The first feature selection component is used to select the disease features for training by using the CM feature selection method;

The second feature selection component is used to select the disease features for training by adopting the packaging model feature selection method;

The third feature selection component is used to select the disease features for training by adopting a filter model feature selection method;

A selection control part is connected to the first feature selection part, the second feature selection part and the third feature selection part, and is used to select and enable the first feature selection part according to the correspondence between the training disease features. A feature selection component or said second feature selection component or said third feature selection component.

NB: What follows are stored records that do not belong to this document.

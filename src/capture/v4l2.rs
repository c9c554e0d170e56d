//! V4L2 camera backend.
//!
//! Drives a local device node (e.g. /dev/video0) that exposes on-sensor or
//! ISP encoding: fourcc `MJPG` for still mode, `H264` for continuous mode.
//! Frames are dequeued from mmap buffers and copied into the caller's buffer
//! before the buffer is handed back to the driver.

use ouroboros::self_referencing;
use v4l::buffer::Type;
use v4l::control::{Control, Value};
use v4l::io::traits::CaptureStream;
use v4l::video::Capture;

use super::{EncodingMode, StreamConfig};
use crate::error::CaptureError;

const CID_JPEG_COMPRESSION_QUALITY: u32 = 0x009d_0903;
const CID_MPEG_VIDEO_BITRATE: u32 = 0x0099_09cf;
const STREAM_BUFFERS: u32 = 4;

#[self_referencing]
struct DeviceStream {
    device: v4l::Device,
    #[borrows(device)]
    #[covariant]
    stream: v4l::prelude::MmapStream<'this, v4l::Device>,
}

pub(crate) struct DeviceCamera {
    path: String,
    device: Option<v4l::Device>,
    stream: Option<DeviceStream>,
    mode: Option<EncodingMode>,
    quality: Option<u8>,
    quality_supported: bool,
}

impl DeviceCamera {
    pub(crate) fn new(path: &str) -> Self {
        Self {
            path: path.to_string(),
            device: None,
            stream: None,
            mode: None,
            quality: None,
            quality_supported: true,
        }
    }

    pub(crate) fn configure(
        &mut self,
        config: &StreamConfig,
        mode: EncodingMode,
    ) -> Result<(), CaptureError> {
        let device = v4l::Device::with_path(&self.path).map_err(|e| {
            CaptureError::Configuration(format!("open v4l2 device {}: {}", self.path, e))
        })?;

        let fourcc = match mode {
            EncodingMode::Still => v4l::FourCC::new(b"MJPG"),
            EncodingMode::Continuous => v4l::FourCC::new(b"H264"),
        };
        let mut format = device
            .format()
            .map_err(|e| CaptureError::Configuration(format!("read v4l2 format: {}", e)))?;
        format.width = config.width;
        format.height = config.height;
        format.fourcc = fourcc;

        let applied = device.set_format(&format).map_err(|e| {
            CaptureError::Configuration(format!("set v4l2 format on {}: {}", self.path, e))
        })?;
        // Drivers silently substitute the nearest supported format.
        if applied.width != config.width
            || applied.height != config.height
            || applied.fourcc != fourcc
        {
            return Err(CaptureError::Configuration(format!(
                "{} offered {}x{} {} instead of {}x{} {}",
                self.path,
                applied.width,
                applied.height,
                applied.fourcc,
                config.width,
                config.height,
                fourcc
            )));
        }

        let fps = config.frame_rate.round().max(1.0) as u32;
        let params = v4l::video::capture::Parameters::with_fps(fps);
        device.set_params(&params).map_err(|e| {
            CaptureError::Configuration(format!("set {} fps on {}: {}", fps, self.path, e))
        })?;

        self.device = Some(device);
        self.mode = Some(mode);
        Ok(())
    }

    pub(crate) fn start(&mut self) -> Result<(), CaptureError> {
        let device = self.device.take().ok_or(CaptureError::NotConfigured)?;
        let stream = DeviceStreamTryBuilder {
            device,
            stream_builder: |device| {
                v4l::prelude::MmapStream::with_buffers(device, Type::VideoCapture, STREAM_BUFFERS)
            },
        }
        .try_build()
        .map_err(|e| CaptureError::Device(format!("create v4l2 buffer stream: {}", e)))?;
        self.stream = Some(stream);
        log::info!("Camera: {} streaming ({:?})", self.path, self.mode);
        Ok(())
    }

    pub(crate) fn capture_still(&mut self, quality: u8, out: &mut Vec<u8>) -> Result<(), CaptureError> {
        if self.quality != Some(quality) && self.quality_supported {
            self.apply_quality(quality);
        }
        self.dequeue_into(out)
    }

    pub(crate) fn set_bitrate(&mut self, bitrate: u32) -> Result<(), CaptureError> {
        let control = Control {
            id: CID_MPEG_VIDEO_BITRATE,
            value: Value::Integer(bitrate as i64),
        };
        self.with_device(|device| device.set_control(control))
            .map_err(|e| CaptureError::Configuration(format!("set encoder bitrate: {}", e)))
    }

    pub(crate) fn read_chunk(&mut self, out: &mut Vec<u8>) -> Result<(), CaptureError> {
        self.dequeue_into(out)
    }

    pub(crate) fn stop(&mut self) -> Result<(), CaptureError> {
        // Dropping the stream issues STREAMOFF and unmaps the buffers.
        self.stream = None;
        self.device = None;
        Ok(())
    }

    fn apply_quality(&mut self, quality: u8) {
        let control = Control {
            id: CID_JPEG_COMPRESSION_QUALITY,
            value: Value::Integer(quality as i64),
        };
        match self.with_device(|device| device.set_control(control)) {
            Ok(()) => self.quality = Some(quality),
            Err(err) => {
                log::warn!(
                    "Camera: {} does not accept jpeg quality {}: {}",
                    self.path,
                    quality,
                    err
                );
                self.quality_supported = false;
            }
        }
    }

    fn with_device<T>(
        &mut self,
        f: impl FnOnce(&v4l::Device) -> std::io::Result<T>,
    ) -> std::io::Result<T> {
        if let Some(stream) = self.stream.as_ref() {
            return f(stream.borrow_device());
        }
        match self.device.as_ref() {
            Some(device) => f(device),
            None => Err(std::io::Error::new(
                std::io::ErrorKind::NotConnected,
                "v4l2 device not open",
            )),
        }
    }

    fn dequeue_into(&mut self, out: &mut Vec<u8>) -> Result<(), CaptureError> {
        let stream = self.stream.as_mut().ok_or(CaptureError::NotStarted)?;
        stream.with_stream_mut(|stream| {
            let (buf, meta) = stream
                .next()
                .map_err(|e| CaptureError::Device(format!("dequeue v4l2 buffer: {}", e)))?;
            let used = (meta.bytesused as usize).min(buf.len());
            // bytesused == 0 is a dropped frame; the caller sees an empty buffer.
            out.extend_from_slice(&buf[..used]);
            Ok(())
        })
    }
}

3. The hemorrhagic transformation prediction system according to claim 1, wherein the feature classification module classifies the disease features for training using a random forest model.

4. The hemorrhagic transformation prediction system according to claim 1, wherein the feature classification module classifies the disease features for training by means of a support vector machine.

5. The hemorrhagic transformation prediction system according to claim 1, wherein the feature classification module uses Logistic regression or a perceptron to classify the disease features for training.

6. The hemorrhagic transformation prediction system according to claim 1, wherein the feature classification module uses the AdaBoost algorithm to classify the disease features for training.

7. The hemorrhagic transformation prediction system as claimed in claim 4, further comprising:

A data processing unit, connected between the acquisition unit and the model generation unit, for performing preset processing on the patient data for training, so as to achieve data balance of the patient data for training;

The preset processing is: processing the patient data for training by means of oversampling and/or multivariate support vector machine algorithm.

8. The hemorrhagic transformation prediction system as claimed in claim 5, further comprising:

The preset processing is: processing the training patient data in an over-sampling manner; and/or

processing said training patient data with a cost-sensitive loss function; and/or

The training patient data is processed using a cost sensitive learning rate.

9. hemorrhagic transformation prediction system as claimed in claim 1, is characterized in that, also comprises in the described model generating unit:

The risk rating module is connected to the model training module, and the risk rating module performs risk level discretization processing according to the obtained patient data for training to form a set of reference discrete points for risk rating as the model training module training Reference data when forming the predictive model.